La distance n'existait pas seulement en matière politique, la société en offrait aussi le spectacle. La cour et la ville formaient deux mondes nettement tranchés ; les bourgeois, sauf de rares exceptions, ne pénétraient pas dans le monde, ou n'y pénétraient qu'avec une position inférieure, à moins d'agir comme Mme Pilou, qui disait qu'on ne saurait être trop lier avec les grands seigneurs, en un lieu comme Paris. La distance subsistait partout, même au bal, où le gentilhomme choisi par une bourgeoise craignait de compromettre son rang en dansant avec elle.

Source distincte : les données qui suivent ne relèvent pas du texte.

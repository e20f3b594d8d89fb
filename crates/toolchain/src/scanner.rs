use ignore::WalkBuilder;
use std::path::{Path, PathBuf};

/// Directory names never descended into, in addition to hidden directories.
const IGNORED_SCOPES: &[&str] = &["build", "external"];

/// Scanner for C/C++ sources under a directory, filtered by file-name suffix
pub struct SourceScanner {
    root: PathBuf,
    extensions: Vec<String>,
}

impl SourceScanner {
    pub fn new(root: impl AsRef<Path>, extensions: Vec<String>) -> Self {
        Self {
            root: root.as_ref().to_path_buf(),
            extensions,
        }
    }

    /// Parse a comma-separated suffix list (".cpp, .h") into trimmed, non-empty entries.
    pub fn parse_extensions(raw: &str) -> Vec<String> {
        raw.split(',')
            .map(str::trim)
            .filter(|ext| !ext.is_empty())
            .map(str::to_string)
            .collect()
    }

    /// Walk the tree in file-name order. Ignore files (.gitignore etc.) are not consulted;
    /// only hidden, `build` and `external` directories are pruned.
    pub fn scan(&self) -> Vec<PathBuf> {
        let mut files = Vec::new();
        if !self.root.is_dir() {
            log::debug!("{} is not a directory", self.root.display());
            return files;
        }

        let mut builder = WalkBuilder::new(&self.root);
        builder
            .standard_filters(false)
            .sort_by_file_name(|a, b| a.cmp(b));
        builder.filter_entry(|entry| !(entry.depth() > 0 && Self::is_ignored_dir(entry)));

        for result in builder.build() {
            match result {
                Ok(entry) => {
                    let Some(file_type) = entry.file_type() else {
                        continue;
                    };
                    // Links are not followed; a link to a regular file still counts as a file.
                    let is_file = file_type.is_file()
                        || (file_type.is_symlink() && entry.path().is_file());
                    if !is_file {
                        continue;
                    }
                    if self.matches_extension(entry.path()) {
                        files.push(entry.into_path());
                    }
                }
                Err(e) => log::debug!("Failed to read entry: {e}"),
            }
        }

        log::debug!(
            "Found {} candidate files under {}",
            files.len(),
            self.root.display()
        );
        files
    }

    fn matches_extension(&self, path: &Path) -> bool {
        let Some(name) = path.file_name().and_then(|n| n.to_str()) else {
            return false;
        };
        self.extensions.iter().any(|ext| name.ends_with(ext.as_str()))
    }

    fn is_ignored_dir(entry: &ignore::DirEntry) -> bool {
        if !entry.file_type().is_some_and(|t| t.is_dir()) {
            return false;
        }
        let name = entry.file_name().to_string_lossy();
        name.starts_with('.') || IGNORED_SCOPES.iter().any(|scope| name == *scope)
    }
}
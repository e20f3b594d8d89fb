use std::path::Path;
use std::process::Stdio;
use std::time::Duration;
use tokio::process::Command;

const TIMED_OUT_MESSAGE: &str = "Timed out";

/// How a single external process invocation ended.
#[derive(Debug, Clone, Copy, PartialEq, Eq)]
pub enum RunOutcome {
    /// The process ran to completion (any exit code).
    Exited,
    /// The process outlived its timeout and was killed.
    TimedOut,
    /// The executable could not be located or started.
    NotFound,
}

/// Captured result of one external process invocation.
///
/// `exit_code` is `-1` whenever the process could not be run or timed out; the streams are
/// empty strings (never absent) on those paths.
#[derive(Debug, Clone, PartialEq, Eq)]
pub struct CommandResult {
    pub exit_code: i32,
    pub stdout: String,
    pub stderr: String,
    pub outcome: RunOutcome,
}

impl CommandResult {
    fn timed_out() -> Self {
        Self {
            exit_code: -1,
            stdout: String::new(),
            stderr: TIMED_OUT_MESSAGE.to_string(),
            outcome: RunOutcome::TimedOut,
        }
    }

    fn not_found(program: &str) -> Self {
        Self {
            exit_code: -1,
            stdout: String::new(),
            stderr: format!("Not found: {program}"),
            outcome: RunOutcome::NotFound,
        }
    }

    /// The child started but its output could not be collected.
    fn collect_failed(program: &str, err: &std::io::Error) -> Self {
        Self {
            exit_code: -1,
            stdout: String::new(),
            stderr: format!("Failed to collect output of {program}: {err}"),
            outcome: RunOutcome::Exited,
        }
    }

    pub fn success(&self) -> bool {
        self.outcome == RunOutcome::Exited && self.exit_code == 0
    }

    /// True when the executable could not be started at all.
    pub fn is_not_found(&self) -> bool {
        self.outcome == RunOutcome::NotFound
    }
}

/// Run `command` (program followed by its arguments, no shell) and capture its output.
///
/// The child is killed if it does not finish within `timeout`. Stdin is always the null
/// device: the server's own stdio carries the MCP stream.
pub async fn run_command(
    command: &[String],
    working_dir: Option<&Path>,
    timeout: Duration,
) -> CommandResult {
    let Some((program, args)) = command.split_first() else {
        return CommandResult::not_found("");
    };

    let mut cmd = Command::new(program);
    cmd.args(args)
        .stdin(Stdio::null())
        .stdout(Stdio::piped())
        .stderr(Stdio::piped())
        .kill_on_drop(true);
    if let Some(dir) = working_dir {
        cmd.current_dir(dir);
    }

    log::debug!("spawn: {}", command.join(" "));
    let child = match cmd.spawn() {
        Ok(child) => child,
        Err(err) => {
            log::debug!("failed to start {program}: {err}");
            return CommandResult::not_found(program);
        }
    };

    // Dropping the pending future on timeout drops the child, which kills it.
    match tokio::time::timeout(timeout, child.wait_with_output()).await {
        Ok(Ok(output)) => CommandResult {
            exit_code: output.status.code().unwrap_or(-1),
            stdout: String::from_utf8_lossy(&output.stdout).into_owned(),
            stderr: String::from_utf8_lossy(&output.stderr).into_owned(),
            outcome: RunOutcome::Exited,
        },
        Ok(Err(err)) => {
            log::debug!("failed to collect output of {program}: {err}");
            CommandResult::collect_failed(program, &err)
        }
        Err(_) => {
            log::debug!("{program} timed out after {}s", timeout.as_secs_f32());
            CommandResult::timed_out()
        }
    }
}
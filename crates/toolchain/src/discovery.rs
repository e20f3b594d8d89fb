use crate::runner::run_command;
use std::time::Duration;

/// Return the first candidate that answers `--version` successfully, or an empty string.
///
/// Candidates are probed strictly in order; each probe is a separate child process bounded
/// by `probe_timeout`.
pub async fn find_executable<S: AsRef<str>>(candidates: &[S], probe_timeout: Duration) -> String {
    for candidate in candidates {
        let name = candidate.as_ref().trim();
        if name.is_empty() {
            continue;
        }
        let probe = run_command(
            &[name.to_string(), "--version".to_string()],
            None,
            probe_timeout,
        )
        .await;
        if probe.success() {
            log::debug!("discovered {name}");
            return name.to_string();
        }
        log::debug!("candidate {name} unavailable: {}", probe.stderr.trim());
    }
    String::new()
}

Un publiciste du XVIe siècle disait que l'on doit donner courage et espoir aux gens de bas état, de parvenir par vertu et par industrie au plus haut degré. La classe élevée oublia trop ce conseil, formulé par Montesquieu d'une manière si profonde Les familles aristocratiques doivent être peuple autant qu'il est possible. Plus une aristocratie approchera de la démocratie, plus elle sera parfaite.